Requirement -
Below are some entries; state how many of their lines include the word "bounded" and give no more than that number.

Dataset entries
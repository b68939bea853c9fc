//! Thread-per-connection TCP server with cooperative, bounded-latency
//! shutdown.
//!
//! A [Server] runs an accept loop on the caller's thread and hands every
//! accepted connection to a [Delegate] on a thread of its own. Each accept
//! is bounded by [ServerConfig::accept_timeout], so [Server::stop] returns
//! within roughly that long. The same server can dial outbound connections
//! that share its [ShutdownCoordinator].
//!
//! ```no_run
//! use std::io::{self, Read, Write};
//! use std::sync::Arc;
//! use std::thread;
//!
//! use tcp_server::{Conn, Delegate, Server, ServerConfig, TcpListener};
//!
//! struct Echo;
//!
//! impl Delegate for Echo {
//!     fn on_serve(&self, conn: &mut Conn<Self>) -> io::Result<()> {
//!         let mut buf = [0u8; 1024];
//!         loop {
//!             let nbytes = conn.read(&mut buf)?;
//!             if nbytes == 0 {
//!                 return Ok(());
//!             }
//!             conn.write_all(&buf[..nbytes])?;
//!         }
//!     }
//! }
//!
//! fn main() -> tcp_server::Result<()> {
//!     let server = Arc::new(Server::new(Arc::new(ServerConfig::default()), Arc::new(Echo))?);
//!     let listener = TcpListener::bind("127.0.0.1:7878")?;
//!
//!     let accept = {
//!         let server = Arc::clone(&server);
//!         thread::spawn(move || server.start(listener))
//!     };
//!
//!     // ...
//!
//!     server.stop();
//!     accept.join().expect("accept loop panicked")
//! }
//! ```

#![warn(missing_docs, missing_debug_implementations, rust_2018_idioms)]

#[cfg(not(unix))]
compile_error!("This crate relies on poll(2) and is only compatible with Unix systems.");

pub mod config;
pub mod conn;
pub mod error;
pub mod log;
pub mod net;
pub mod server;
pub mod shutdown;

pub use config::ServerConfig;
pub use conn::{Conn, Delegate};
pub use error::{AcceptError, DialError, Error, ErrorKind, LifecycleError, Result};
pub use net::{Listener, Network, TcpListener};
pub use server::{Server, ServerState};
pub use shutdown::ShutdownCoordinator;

Solution below -
2